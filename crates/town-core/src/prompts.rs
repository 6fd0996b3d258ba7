//! Prompt templates sent to the text-generation collaborator.
//!
//! Schedule prompts carry machine-readable header lines (window,
//! granularity, activity) ahead of the instructions.

use town_events::{format_clock, PlanGranularity};

pub const WINDOW_PREFIX: &str = "Window: ";
pub const GRANULARITY_PREFIX: &str = "Granularity: ";
pub const ACTIVITY_PREFIX: &str = "Activity: ";

const SCHEDULE_FORMAT: &str = "Respond with a JSON array of objects with \"start\" and \"end\" \
    (HH:MM, 24-hour clock) and \"activity\" fields, ordered by start time, covering the window.";

fn schedule_header(granularity: PlanGranularity, activity: &str, start: u32, end: u32) -> String {
    format!(
        "{}{}-{}\n{}{}\n{}{}",
        WINDOW_PREFIX,
        format_clock(start),
        format_clock(end),
        GRANULARITY_PREFIX,
        granularity,
        ACTIVITY_PREFIX,
        activity
    )
}

/// Prompt for the coarse activities of a whole day.
pub fn day_plan(name: &str, day: u64, end: u32) -> String {
    format!(
        "{}\n\nPlan day {} for {} in broad strokes: a handful of activities from waking up \
         to going to bed.\n{}",
        schedule_header(PlanGranularity::Day, "whole day", 0, end),
        day,
        name,
        SCHEDULE_FORMAT
    )
}

/// Prompt that breaks one activity into finer steps.
pub fn decomposition(
    name: &str,
    granularity: PlanGranularity,
    activity: &str,
    start: u32,
    end: u32,
) -> String {
    let step = match granularity {
        PlanGranularity::Day | PlanGranularity::Hour => "roughly hour-long blocks",
        PlanGranularity::Minute => "5 to 15 minute steps",
    };
    format!(
        "{}\n\n{} is going to \"{}\" from {} to {}. Break this into {}.\n{}",
        schedule_header(granularity, activity, start, end),
        name,
        activity,
        format_clock(start),
        format_clock(end),
        step,
        SCHEDULE_FORMAT
    )
}

/// Prompt that revises the rest of a window after an interruption.
pub fn replan(
    name: &str,
    reason: &str,
    granularity: PlanGranularity,
    activity: &str,
    start: u32,
    end: u32,
) -> String {
    format!(
        "{}\n\n{} was \"{}\" but just noticed: {}. Re-plan {} to {} in light of this.\n{}",
        schedule_header(granularity, activity, start, end),
        name,
        activity,
        reason,
        format_clock(start),
        format_clock(end),
        SCHEDULE_FORMAT
    )
}

/// Prompt asking for one high-level insight from numbered statements.
pub fn reflection(name: &str, statements: &[&str]) -> String {
    format!(
        "Statements about {}:\n{}\n\nWhat single high-level insight can you infer from the \
         statements above? Answer in one sentence.",
        name,
        numbered(statements)
    )
}

/// Prompt for a short dialogue between two agents.
pub fn conversation(initiator: &str, target: &str, memories: &[String]) -> String {
    let mut prompt = format!(
        "{} meets {}. Write a short dialogue of two to four lines between them.",
        initiator, target
    );
    if !memories.is_empty() {
        let refs: Vec<&str> = memories.iter().map(String::as_str).collect();
        prompt.push_str("\n\nRelevant memories:\n");
        prompt.push_str(&numbered(&refs));
    }
    prompt
}

/// Prompt for one line of gossip built from what the teller knows.
pub fn rumor(teller: &str, listener: &str, statements: &[&str]) -> String {
    format!(
        "{} knows the following about other people in town:\n{}\n\nWrite one line of gossip \
         {} would tell {}.",
        teller,
        numbered(statements),
        teller,
        listener
    )
}

fn numbered(statements: &[&str]) -> String {
    statements
        .iter()
        .enumerate()
        .map(|(i, s)| format!("{}. {}", i + 1, s))
        .collect::<Vec<_>>()
        .join("\n")
}

#[cfg(test)]
mod tests {
    use super::*;

    #[test]
    fn test_schedule_header_lines() {
        let prompt = decomposition("Klaus", PlanGranularity::Minute, "study", 540, 600);
        let mut lines = prompt.lines();
        assert_eq!(lines.next(), Some("Window: 09:00-10:00"));
        assert_eq!(lines.next(), Some("Granularity: minute"));
        assert_eq!(lines.next(), Some("Activity: study"));
    }

    #[test]
    fn test_reflection_numbering() {
        let prompt = reflection("Klaus", &["read a book", "wrote notes"]);
        assert!(prompt.contains("1. read a book\n2. wrote notes"));
    }
}
//! Agent Identity Types
//!
//! Identity, personality, position and the externally visible action of an
//! agent.

use serde::{Deserialize, Serialize};
use std::fmt;

/// Unique identifier for an agent
#[derive(Debug, Clone, PartialEq, Eq, PartialOrd, Ord, Hash, Serialize, Deserialize)]
#[serde(transparent)]
pub struct AgentId(pub String);

impl AgentId {
    pub fn as_str(&self) -> &str {
        &self.0
    }
}

impl fmt::Display for AgentId {
    fn fmt(&self, f: &mut fmt::Formatter<'_>) -> fmt::Result {
        f.write_str(&self.0)
    }
}

impl From<&str> for AgentId {
    fn from(s: &str) -> Self {
        AgentId(s.to_string())
    }
}

impl From<String> for AgentId {
    fn from(s: String) -> Self {
        AgentId(s)
    }
}

/// Position on the 2D town map
#[derive(Debug, Clone, Copy, PartialEq, Default, Serialize, Deserialize)]
pub struct Position {
    pub x: f32,
    pub y: f32,
}

impl Position {
    pub fn new(x: f32, y: f32) -> Self {
        Self { x, y }
    }

    /// Euclidean distance to another position
    pub fn distance_to(&self, other: &Position) -> f32 {
        let dx = self.x - other.x;
        let dy = self.y - other.y;
        (dx * dx + dy * dy).sqrt()
    }
}

/// Agent personality - fixed at creation
#[derive(Debug, Clone, Default, PartialEq, Serialize, Deserialize)]
pub struct Personality {
    /// Free-form background story
    #[serde(default)]
    pub background: String,
    /// Tendencies the agent was born with
    #[serde(default)]
    pub innate: Vec<String>,
    /// Tendencies picked up over time
    #[serde(default)]
    pub learned: Vec<String>,
    /// What the agent is currently working towards
    #[serde(default)]
    pub currently: String,
    #[serde(default)]
    pub lifestyle: String,
    #[serde(default)]
    pub values: Vec<String>,
}

impl Personality {
    /// Short natural-language summary used as generation context.
    pub fn summary(&self, name: &str, age: u32) -> String {
        let mut lines = vec![format!("Name: {} (age {})", name, age)];
        if !self.innate.is_empty() {
            lines.push(format!("Innate traits: {}", self.innate.join(", ")));
        }
        if !self.learned.is_empty() {
            lines.push(format!("Learned traits: {}", self.learned.join(", ")));
        }
        if !self.background.is_empty() {
            lines.push(format!("Background: {}", self.background));
        }
        if !self.currently.is_empty() {
            lines.push(format!("Currently: {}", self.currently));
        }
        if !self.lifestyle.is_empty() {
            lines.push(format!("Lifestyle: {}", self.lifestyle));
        }
        if !self.values.is_empty() {
            lines.push(format!("Values: {}", self.values.join(", ")));
        }
        lines.join("\n")
    }
}

/// What the agent is visibly doing right now
#[derive(Debug, Clone, PartialEq, Eq, Serialize, Deserialize)]
pub struct Action {
    /// Short status label, e.g. the current minute-level plan activity
    pub status: String,
    /// Expressive marker shown next to the agent
    pub marker: String,
}

/// Keyword → marker rules, first match wins
const MARKER_RULES: &[(&[&str], &str)] = &[
    (&["sleep", "nap", "bed"], "💤"),
    (&["breakfast", "lunch", "dinner", "eat", "meal", "cook"], "🍽️"),
    (&["talk", "chat", "conversation", "meet", "visit"], "💬"),
    (&["read", "study", "write", "research"], "📖"),
    (&["work", "shift", "build", "repair", "paint"], "🛠️"),
    (&["walk", "run", "exercise", "jog"], "🚶"),
    (&["fire", "emergency", "help", "rescue"], "🚨"),
];

impl Action {
    pub fn new(status: impl Into<String>, marker: impl Into<String>) -> Self {
        Self {
            status: status.into(),
            marker: marker.into(),
        }
    }

    /// Builds an action from an activity description, picking a marker by
    /// keyword.
    pub fn from_activity(activity: &str) -> Self {
        let lowered = activity.to_lowercase();
        let marker = MARKER_RULES
            .iter()
            .find(|(keywords, _)| keywords.iter().any(|k| lowered.contains(k)))
            .map(|(_, marker)| *marker)
            .unwrap_or("🙂");
        Self::new(activity, marker)
    }

    pub fn idle() -> Self {
        Self::new("idle", "🙂")
    }
}

impl Default for Action {
    fn default() -> Self {
        Self::idle()
    }
}

/// Serializable description of an agent used to seed the town
#[derive(Debug, Clone, PartialEq, Serialize, Deserialize)]
pub struct AgentProfile {
    pub id: AgentId,
    pub name: String,
    pub age: u32,
    #[serde(default)]
    pub personality: Personality,
    #[serde(default)]
    pub position: Position,
}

- - - -

▶ HOW TO COMPLETE THIS TASK:
Each line from the top of the material above, through the one that contains "const SCHEDULE_FORMAT: &str", should be restated word for word.

▶ TASK SOLUTION:
filename crates/town-core/src/prompts.rs
repository 6fd0996b3d258ba7
//! Prompt templates sent to the text-generation collaborator.
//!
//! Schedule prompts carry machine-readable header lines (window,
//! granularity, activity) ahead of the instructions.

use town_events::{format_clock, PlanGranularity};

pub const WINDOW_PREFIX: &str = "Window: ";
pub const GRANULARITY_PREFIX: &str = "Granularity: ";
pub const ACTIVITY_PREFIX: &str = "Activity: ";

const SCHEDULE_FORMAT: &str = "Respond with a JSON array of objects with \"start\" and \"end\" \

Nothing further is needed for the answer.